|
Вторая стадия развития национализма в России
Ростислав Туровский
(Опубликовано агентством "Росбалт" 13 декабря 2005 года,
http://www.rosbalt.ru/2005/12/13/237700.html)
Фонд развития информационной политики (ФРИП) и информационное
агентство "Росбалт" провели экспертный опрос "Ксенофобия
и радикальный национализм в регионах России". Руководитель
экспертной сети ФРИП Ростислав Туровский анализирует результаты
этого опроса.
Судя по всему, ксенофобия становится одной из важнейших
политических тенденций в развитии нашей страны на обозримую перспективу.
Плохо это или хорошо, но это политическая реальность, возникшая
в российском обществе в постсоветский период. Причем это - реальность,
с которой нельзя "бороться"; ее не стоит уничтожать, действуя
"топорными", "полицейскими" методами. Политические
проблемы, с которыми сталкивается Россия, имеют вполне очевидные
причины социокультурного характера, связанные с развитием нашей
государственности после распада СССР. Рано или поздно эти проблемы
должны были превратиться в политическую практику, рано или поздно
какие-то политические силы должны были выдвинуть лозунги их "окончательного"
решения. Это, кстати, неизбежно для демократического государства,
пусть даже наша демократия считается изрядно "управляемой".
В настоящее время начинается вторая стадия развития
национализма в России.
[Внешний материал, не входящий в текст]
//! Inspecting and manually clearing lock files.

use super::file::{self, RecordRead};
use super::observer::{NoopObserver, StatusReporter};
use super::types::LockInfo;
use super::waiter::{self, Removal};
use crate::config::Config;
use crate::error::{LockError, Result};
use crate::identity::{self, ProcessProbe, ProcessStatus};
use chrono::{DateTime, Utc};
use log::info;
use std::fs;
use std::path::Path;

/// Read the lock guarding `dir` without touching it.
///
/// Returns `Ok(None)` if the directory is not locked.
pub fn inspect_lock(
    dir: &Path,
    config: &Config,
    probe: &dyn ProcessProbe,
) -> Result<Option<LockInfo>> {
    let path = config.lock_path_for(dir);
    let io_error = |source: std::io::Error| LockError::Io {
        path: path.clone(),
        source,
    };

    let meta = match fs::metadata(&path) {
        Ok(meta) => meta,
        Err(e) if e.kind() == std::io::ErrorKind::NotFound => return Ok(None),
        Err(e) => return Err(io_error(e)),
    };

    let (record, corruption) = match file::read_record(&path).map_err(io_error)? {
        RecordRead::Missing => return Ok(None),
        RecordRead::Corrupt(e) => (None, Some(e.to_string())),
        RecordRead::Valid(record) => (Some(record), None),
    };

    let status = match &record {
        Some(record) => {
            let local = probe.local_identity()?;
            identity::classify(&record.owner, &local, probe)
        }
        None => ProcessStatus::CantTell,
    };

    Ok(Some(LockInfo {
        path: path.clone(),
        record,
        corruption,
        size: meta.len(),
        modified_at: meta.modified().ok().map(DateTime::<Utc>::from),
        status,
    }))
}

/// Remove the lock guarding `dir`.
///
/// Without `force`, only locks whose owner is known to be gone are removed:
/// clearing a live lock lets two owners into the directory at once.
pub fn clear_lock(
    dir: &Path,
    config: &Config,
    probe: &dyn ProcessProbe,
    force: bool,
) -> Result<LockInfo> {
    let Some(info) = inspect_lock(dir, config, probe)? else {
        return Err(LockError::User(format!(
            "no lock exists at: {}",
            config.lock_path_for(dir).display()
        )));
    };

    if !force && info.status != ProcessStatus::NotRunning {
        return Err(LockError::User(format!(
            "refusing to clear lock with owner status {} without --force.\n\n\
             Clearing a lock whose owner is still active lets two processes into the directory.\n\
             Only clear locks if you are certain the owner has crashed.\n\n\
             To clear the lock, run:\n  dirlock clear {} --force",
            info.status,
            dir.display()
        )));
    }

    // The owner may have changed since it was classified above.
    let local = probe.local_identity()?;
    let expected_guid = info.record.as_ref().map(|record| record.owner_guid);
    let mut observer = NoopObserver;
    let mut reporter = StatusReporter::new(&mut observer);
    match waiter::remove_if_unchanged(&info.path, expected_guid, None, config, &local, &mut reporter)? {
        Removal::Removed => {
            info!("cleared lock '{}'", info.path.display());
            Ok(info)
        }
        Removal::Gone => Err(LockError::User(format!(
            "lock at {} was released while clearing it",
            info.path.display()
        ))),
        Removal::Replaced | Removal::LateLifeSign => Err(LockError::User(format!(
            "lock at {} changed owner while clearing it; nothing was removed.\n\n\
             Run `dirlock inspect {}` to see the new owner.",
            info.path.display(),
            dir.display()
        ))),
    }
}
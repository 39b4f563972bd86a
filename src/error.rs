//! Error types for dirlock.
//!
//! Uses thiserror for derive macros. Only identity resolution and the initial
//! "can I get a lock at all" path produce hard errors; heartbeats, deletes and
//! privilege elevation degrade silently because the protocol heals itself via
//! the abandonment timeout.

use crate::exit_codes;
use std::path::PathBuf;
use thiserror::Error;

/// The local process identity (or another process's session) could not be
/// determined.
#[derive(Error, Debug)]
pub enum IdentityError {
    /// The host name could not be read.
    #[error("failed to determine machine name: {0}")]
    MachineName(#[source] std::io::Error),

    /// The session of a process could not be queried.
    #[error("failed to query session of process {pid}: {source}")]
    Session {
        pid: u64,
        #[source]
        source: std::io::Error,
    },

    /// The process table could not be inspected.
    #[error("failed to inspect process table: {0}")]
    ProcessTable(String),
}

/// A lock file record could not be decoded.
///
/// Never fatal: a corrupt record only means the owner is unknown, and the
/// waiter falls back to timing-only abandonment detection.
#[derive(Error, Debug, Clone, PartialEq, Eq)]
pub enum CorruptRecordError {
    #[error("lock record ended after {0} bytes")]
    Truncated(usize),

    #[error("lock record has an unknown header")]
    BadMagic,

    #[error("lock record has unsupported format version {0}")]
    UnsupportedVersion(i32),

    #[error("lock record field is {0} bytes long, which exceeds the limit")]
    FieldTooLong(u32),

    #[error("lock record owner id is {0} bytes, expected 16")]
    BadOwnerId(usize),

    #[error("lock record text field is not valid UTF-8")]
    BadText,
}

/// Main error type for dirlock operations.
#[derive(Error, Debug)]
pub enum LockError {
    /// The local identity is required to ever trust a lock.
    #[error("cannot determine local process identity: {0}")]
    Identity(#[from] IdentityError),

    /// A lock file could not be created, read or removed for a reason other
    /// than contention.
    #[error("I/O error on lock file '{}': {source}", .path.display())]
    Io {
        path: PathBuf,
        #[source]
        source: std::io::Error,
    },

    /// The directory to lock does not exist.
    #[error("directory '{}' does not exist", .0.display())]
    DirectoryMissing(PathBuf),

    /// The caller aborted the wait.
    #[error("waiting for lock on '{}' was cancelled", .0.display())]
    Cancelled(PathBuf),

    /// Configuration is invalid.
    #[error("invalid configuration: {0}")]
    Config(String),

    /// User provided invalid arguments or asked for a refused operation.
    #[error("{0}")]
    User(String),

    /// The command run under `dirlock hold` exited unsuccessfully.
    #[error("command exited with code {0}")]
    ChildFailed(i32),
}

impl LockError {
    /// Returns the appropriate exit code for this error type.
    pub fn exit_code(&self) -> i32 {
        match self {
            LockError::Identity(_) => exit_codes::IDENTITY_FAILURE,
            LockError::Io { .. } => exit_codes::IO_FAILURE,
            LockError::DirectoryMissing(_) => exit_codes::LOCK_FAILURE,
            LockError::Cancelled(_) => exit_codes::LOCK_FAILURE,
            LockError::Config(_) => exit_codes::USER_ERROR,
            LockError::User(_) => exit_codes::USER_ERROR,
            LockError::ChildFailed(code) => *code,
        }
    }
}

/// Result type alias for dirlock operations.
pub type Result<T> = std::result::Result<T, LockError>;

#[cfg(test)]
mod tests {
    use super::*;

    #[test]
    fn identity_error_has_correct_exit_code() {
        let err = LockError::from(IdentityError::ProcessTable("denied".to_string()));
        assert_eq!(err.exit_code(), exit_codes::IDENTITY_FAILURE);
    }

    #[test]
    fn io_error_has_correct_exit_code() {
        let err = LockError::Io {
            path: PathBuf::from("/tmp/x/sync.dirlock"),
            source: std::io::Error::from(std::io::ErrorKind::PermissionDenied),
        };
        assert_eq!(err.exit_code(), exit_codes::IO_FAILURE);
        assert!(err.to_string().contains("sync.dirlock"));
    }

    #[test]
    fn lock_failures_share_exit_code() {
        let missing = LockError::DirectoryMissing(PathBuf::from("/nowhere"));
        let cancelled = LockError::Cancelled(PathBuf::from("/somewhere"));
        assert_eq!(missing.exit_code(), exit_codes::LOCK_FAILURE);
        assert_eq!(cancelled.exit_code(), exit_codes::LOCK_FAILURE);
    }

    #[test]
    fn child_failure_propagates_code() {
        assert_eq!(LockError::ChildFailed(7).exit_code(), 7);
    }

    #[test]
    fn error_messages_are_descriptive() {
        let err = LockError::DirectoryMissing(PathBuf::from("/data/share"));
        assert_eq!(err.to_string(), "directory '/data/share' does not exist");

        let err = CorruptRecordError::UnsupportedVersion(9);
        assert_eq!(err.to_string(), "lock record has unsupported format version 9");
    }
}
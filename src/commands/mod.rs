//! Command implementations for dirlock.
//!
//! This module provides the dispatcher that routes CLI commands to their
//! implementations.

mod hold;

use crate::cli::{ClearArgs, Cli, Command, InspectArgs};
use dirlock::error::{LockError, Result};
use dirlock::{Config, SystemProbe, clear_lock, inspect_lock};
use log::debug;
use std::path::Path;

/// Dispatch a command to its implementation.
pub fn dispatch(cli: Cli) -> Result<()> {
    let config = load_config(cli.config.as_deref())?;
    debug!("using config: {:?}", config);

    match cli.command {
        Command::Hold(args) => hold::cmd_hold(config, args),
        Command::Inspect(args) => cmd_inspect(&config, args),
        Command::Clear(args) => cmd_clear(&config, args),
    }
}

/// Load the config file if one was given, otherwise use the defaults.
fn load_config(path: Option<&Path>) -> Result<Config> {
    match path {
        Some(path) => Config::load(path),
        None => Ok(Config::default()),
    }
}

fn cmd_inspect(config: &Config, args: InspectArgs) -> Result<()> {
    let info = inspect_lock(&args.dir, config, &SystemProbe)?;

    if args.json {
        let json = serde_json::to_string_pretty(&info)
            .map_err(|e| LockError::User(format!("failed to serialize lock info: {}", e)))?;
        println!("{}", json);
        return Ok(());
    }

    match info {
        Some(info) => println!("{}", info),
        None => println!("No lock on {}", args.dir.display()),
    }
    Ok(())
}

fn cmd_clear(config: &Config, args: ClearArgs) -> Result<()> {
    let cleared = clear_lock(&args.dir, config, &SystemProbe, args.force)?;

    println!("Cleared lock: {}", cleared.path.display());
    println!();
    println!("{}", cleared);
    Ok(())
}
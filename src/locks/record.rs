//! Binary lock record codec.
//!
//! Layout (all integers little-endian, independent of the platform word size so
//! machines of any OS can share a network volume):
//!
//! | field        | encoding                              |
//! |--------------|---------------------------------------|
//! | magic        | the ASCII bytes `DirLockFile`         |
//! | version      | `i32`, currently 2                    |
//! | owner GUID   | `u32` length + 16 raw bytes           |
//! | machine name | `u32` length + UTF-8 bytes            |
//! | user id      | `u32` length + UTF-8 bytes            |
//! | session id   | `u64`                                 |
//! | process id   | `u64`                                 |
//!
//! Owners append one byte per heartbeat, so decoding ignores trailing bytes.

use crate::error::CorruptRecordError;
use crate::identity::ProcessIdentity;
use serde::Serialize;
use uuid::Uuid;

/// Header identifying a dirlock record.
pub const MAGIC: &[u8] = b"DirLockFile";

/// Current record format version.
pub const FORMAT_VERSION: i32 = 2;

/// Upper bound for a length-prefixed field; anything larger is corruption.
const MAX_FIELD_LEN: u32 = 64 * 1024;

/// Ownership record persisted in every lock file.
#[derive(Debug, Clone, PartialEq, Eq, Serialize)]
pub struct LockFileRecord {
    /// Minted per act of locking; never reused.
    pub owner_guid: Uuid,

    /// Process that created the lock.
    #[serde(flatten)]
    pub owner: ProcessIdentity,
}

impl LockFileRecord {
    /// Fresh record for a new lock created by `owner`.
    pub fn new(owner: ProcessIdentity) -> Self {
        Self {
            owner_guid: Uuid::new_v4(),
            owner,
        }
    }

    /// Serialize into the on-disk layout.
    pub fn encode(&self) -> Vec<u8> {
        let mut out = Vec::with_capacity(
            MAGIC.len() + 4 + 3 * 4 + 16 + self.owner.machine_name.len() + self.owner.user_id.len() + 16,
        );
        out.extend_from_slice(MAGIC);
        out.extend_from_slice(&FORMAT_VERSION.to_le_bytes());
        put_bytes(&mut out, self.owner_guid.as_bytes());
        put_bytes(&mut out, self.owner.machine_name.as_bytes());
        put_bytes(&mut out, self.owner.user_id.as_bytes());
        out.extend_from_slice(&self.owner.session_id.to_le_bytes());
        out.extend_from_slice(&self.owner.process_id.to_le_bytes());
        out
    }

    /// Parse a record, validating magic and version before trusting any field.
    pub fn decode(bytes: &[u8]) -> Result<Self, CorruptRecordError> {
        let mut reader = Reader { buf: bytes, pos: 0 };

        if reader.take(MAGIC.len())? != MAGIC {
            return Err(CorruptRecordError::BadMagic);
        }
        let version = reader.i32()?;
        if version != FORMAT_VERSION {
            return Err(CorruptRecordError::UnsupportedVersion(version));
        }

        let guid = reader.bytes()?;
        let owner_guid =
            Uuid::from_slice(guid).map_err(|_| CorruptRecordError::BadOwnerId(guid.len()))?;
        let machine_name = reader.string()?;
        let user_id = reader.string()?;
        let session_id = reader.u64()?;
        let process_id = reader.u64()?;

        Ok(Self {
            owner_guid,
            owner: ProcessIdentity {
                machine_name,
                user_id,
                session_id,
                process_id,
            },
        })
    }
}

fn put_bytes(out: &mut Vec<u8>, bytes: &[u8]) {
    // Fields are bounded well below u32::MAX by construction.
    out.extend_from_slice(&(bytes.len() as u32).to_le_bytes());
    out.extend_from_slice(bytes);
}

struct Reader<'a> {
    buf: &'a [u8],
    pos: usize,
}

impl<'a> Reader<'a> {
    fn take(&mut self, len: usize) -> Result<&'a [u8], CorruptRecordError> {
        let end = self
            .pos
            .checked_add(len)
            .filter(|&end| end <= self.buf.len())
            .ok_or(CorruptRecordError::Truncated(self.buf.len()))?;
        let slice = &self.buf[self.pos..end];
        self.pos = end;
        Ok(slice)
    }

    fn array<const N: usize>(&mut self) -> Result<[u8; N], CorruptRecordError> {
        let mut out = [0u8; N];
        out.copy_from_slice(self.take(N)?);
        Ok(out)
    }

    fn i32(&mut self) -> Result<i32, CorruptRecordError> {
        Ok(i32::from_le_bytes(self.array()?))
    }

    fn u64(&mut self) -> Result<u64, CorruptRecordError> {
        Ok(u64::from_le_bytes(self.array()?))
    }

    fn bytes(&mut self) -> Result<&'a [u8], CorruptRecordError> {
        let len = u32::from_le_bytes(self.array()?);
        if len > MAX_FIELD_LEN {
            return Err(CorruptRecordError::FieldTooLong(len));
        }
        self.take(len as usize)
    }

    fn string(&mut self) -> Result<String, CorruptRecordError> {
        let bytes = self.bytes()?;
        String::from_utf8(bytes.to_vec()).map_err(|_| CorruptRecordError::BadText)
    }
}
//! Stage entity - One state in the relationship finite-state machine

use serde::{Deserialize, Serialize};

use crate::value_objects::Condition;

/// Localized flavor text shown when a stage is reached.
///
/// The condition list is always initialized, even when empty; downstream
/// tooling rejects stages whose entry has no condition collection at all.
#[derive(Debug, Clone, PartialEq, Default, Serialize, Deserialize)]
#[serde(rename_all = "camelCase")]
pub struct LogEntry {
    pub entry: String,
    pub conditions: Vec<Condition>,
}

impl LogEntry {
    pub fn new(entry: impl Into<String>) -> Self {
        Self {
            entry: entry.into(),
            conditions: Vec::new(),
        }
    }
}

/// An integer-indexed state in the relationship state machine.
///
/// Indices are sparse and author-chosen; the numeric banding (hundreds per
/// affinity tier) is a convention, not an enforced rule. Every stage carries
/// exactly one log entry, present even when its text is empty.
#[derive(Debug, Clone, PartialEq, Serialize, Deserialize)]
#[serde(rename_all = "camelCase")]
pub struct Stage {
    pub index: u16,
    /// Designer note; required non-empty for editor display
    pub note: String,
    pub log_entries: Vec<LogEntry>,
}

impl Stage {
    pub fn new(index: u16, note: impl Into<String>, entry: impl Into<String>) -> Self {
        Self {
            index,
            note: note.into(),
            log_entries: vec![LogEntry::new(entry)],
        }
    }
}

/// A scripted-behavior record attached to a stage's log entry.
///
/// Keyed by `(stage, log_entry_index)`; log entry index is always 0 since
/// stages carry a single entry. Stages without scripted behavior simply have
/// no fragment.
#[derive(Debug, Clone, PartialEq, Serialize, Deserialize)]
#[serde(rename_all = "camelCase")]
pub struct Fragment {
    pub stage: u16,
    pub log_entry_index: u32,
    pub fragment_name: String,
    pub script_name: String,
}

impl Fragment {
    /// Fragment for a stage's sole log entry, named per the fixed
    /// `Fragment_Stage_NNNN_Item_00` convention
    pub fn for_stage(stage: u16, script_name: impl Into<String>) -> Self {
        Self {
            stage,
            log_entry_index: 0,
            fragment_name: format!("Fragment_Stage_{:04}_Item_00", stage),
            script_name: script_name.into(),
        }
    }
}

#[cfg(test)]
mod tests {
    use super::*;

    #[test]
    fn test_stage_always_has_one_log_entry() {
        let stage = Stage::new(406, "Friendship Scene Forcegreeted", "");
        assert_eq!(stage.log_entries.len(), 1);
        assert!(stage.log_entries[0].conditions.is_empty());
    }

    #[test]
    fn test_fragment_naming_convention() {
        let fragment = Fragment::for_stage(80, "Fragments:Quests:QF_COMClaude_00000805");
        assert_eq!(fragment.fragment_name, "Fragment_Stage_0080_Item_00");
        assert_eq!(fragment.log_entry_index, 0);
    }
}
На первой стадии - в 1980-90-хх годах - русский
национализм был слаб. Русские по-прежнему жили традиционным, многовековым
имперским сознанием, видя свою историческую задачу в консолидации
огромной полиэтнической территории, в т.ч. ценой отказа от собственного
национального государства и собственного национализма. Главный вызов
русскому имперскому сознанию исходил с периферии, где, напротив,
резко усилился национализм, имевший антироссийскую и антирусскую
направленность. Перестроечные процессы, открывшие все клапаны и
стимулировавшие развитие всех возможных политических движений, позволили
периферийным национализмам стать доминирующим фактором. Их развитие
привело в конечном итоге к распаду СССР.
В советское время национальной политике уделялось, как
известно, огромное внимание. Советская политика худо-бедно позволяла
сохранять межнациональный мир, находила способы нейтрализации или
силового подавления национализма, культивировала наднациональную
коммунистическую идеологию. Прогрессирующая потеря этой идеологией
и всей советской властью легитимности автоматически, как и предсказывали
многие ученые, привела к всплеску другой, альтернативной объединяющей
идеологии - национализма. В условиях многонационального государства
вместо одного объединяющего национализма возникли десятки национализмов,
у каждого народа - свой, и со своим "образом врага".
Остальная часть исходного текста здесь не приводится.